GST Reforms in the Education Sector

Published On:

November 12, 2025

Updated On:

November 12, 2025

The government’s focus on welfare in the education sector has taken the next move from exempting GST from school and university education to making learning materials affordable. The simplified GST structure consists of two tax slabs – 5% and 18%, along with a 40% demerit rate on sin, luxury, and demerit goods.  The 2025 GST reforms were introduced to support students’ learning by reducing or exempting taxes on educational stationery products. Further, these Next Gen GST reforms also directly benefit cottage industries, artisans, MSMEs and supply chain stakeholders in the education sector 

In the 56th meeting of the GST Council, Next-Gen GST reforms were approved, chaired by Smt. Nirmala Sitharaman, Union Finance Minister. The GST reform 2.0 exempts many educational stationery products from GST, such as graph books, pencils, erasers, pencil sharpeners, drawing materials, exercise books, printed maps, laboratory notebooks and globes. These products, primarily used for educational purposes, were previously sold at 12% tax, which has now been reduced to 0% tax.  

The other stationery items, such as mathematical boxes, colour boxes, and geometry boxes, are subject to 5% GST from the 12% rate. Further, several changes were made in the paper industry as well; products such as paper or paperboard made of wood pulp or other fibrous cellulosic material were reduced from 12% to 5% GST rate. Other paper and paperboard, articles of paper pulp, of paper or of paperboard are now taxed at 18% from 12%/18% tax slabs.  

Moreover, no changes were made to items of recovered waste or scrap of paper or paperboard, and newsprint, in rolls or sheets, remain at 5% GST rate. Also, other articles of paper, such as registers, order books, letter pads, account books, diaries, binders, file covers, book covers, manifold business forms and others, except notebooks and exercise books, continue to be taxed at 18% GST. 

Uncoated paper and paperboard used for printing, writing, or other graphic use, punch tape paper, and non-perforated punch-cards are taxed at 18% from 12%. Rest, GST rates reduced from 12% to 5% on handmade paper and paperboard 

However, certain challenges persist: 

Uncoated paper and paperboards are categorised into three different GST rates (0%, 5% and 18%) based on the end use, which leads to an ambiguous interpretation for suppliers. An unclear understanding of what GST rates to apply may lead to penalties or reputational damage. This has created the need to maintain PO references or buyer declarations to validate the applied rates. Moreover, the same paper can be used for different means, so a customer may mislead the seller about the exact useFor instance, a customer purchases A4size sheets for college work but uses them for printing purposes.  

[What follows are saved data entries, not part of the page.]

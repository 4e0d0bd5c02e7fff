use crate::domain::BetResult;

/// Parent result from its legs' results.
///
/// No legs is a void. A pending leg holds the whole parlay. Any loss loses it, and a
/// void or pushed leg voids it rather than re-pricing the remaining legs.
pub fn aggregate_legs(legs: &[BetResult]) -> BetResult {
    if legs.is_empty() {
        return BetResult::Void;
    }
    if legs.contains(&BetResult::Pending) {
        return BetResult::Pending;
    }
    if legs.contains(&BetResult::Loss) {
        return BetResult::Loss;
    }
    if legs.iter().any(|r| matches!(r, BetResult::Void | BetResult::Push)) {
        return BetResult::Void;
    }
    if legs.iter().all(|r| *r == BetResult::Win) {
        return BetResult::Win;
    }
    BetResult::Void
}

The best practice for suppliers is to get written statement from buyers about the product’s use, or apply 18% GST when the use is unclear. Further, the suppliers should print the accurate HSN classification on invoices to apply accurate GST rates. The buyers, publishers, and notebook manufacturers should also maintain declarations, PO or inward registers to validate 0% GST purchases. These practices will help to deal with the above challenges and support the current GST reforms.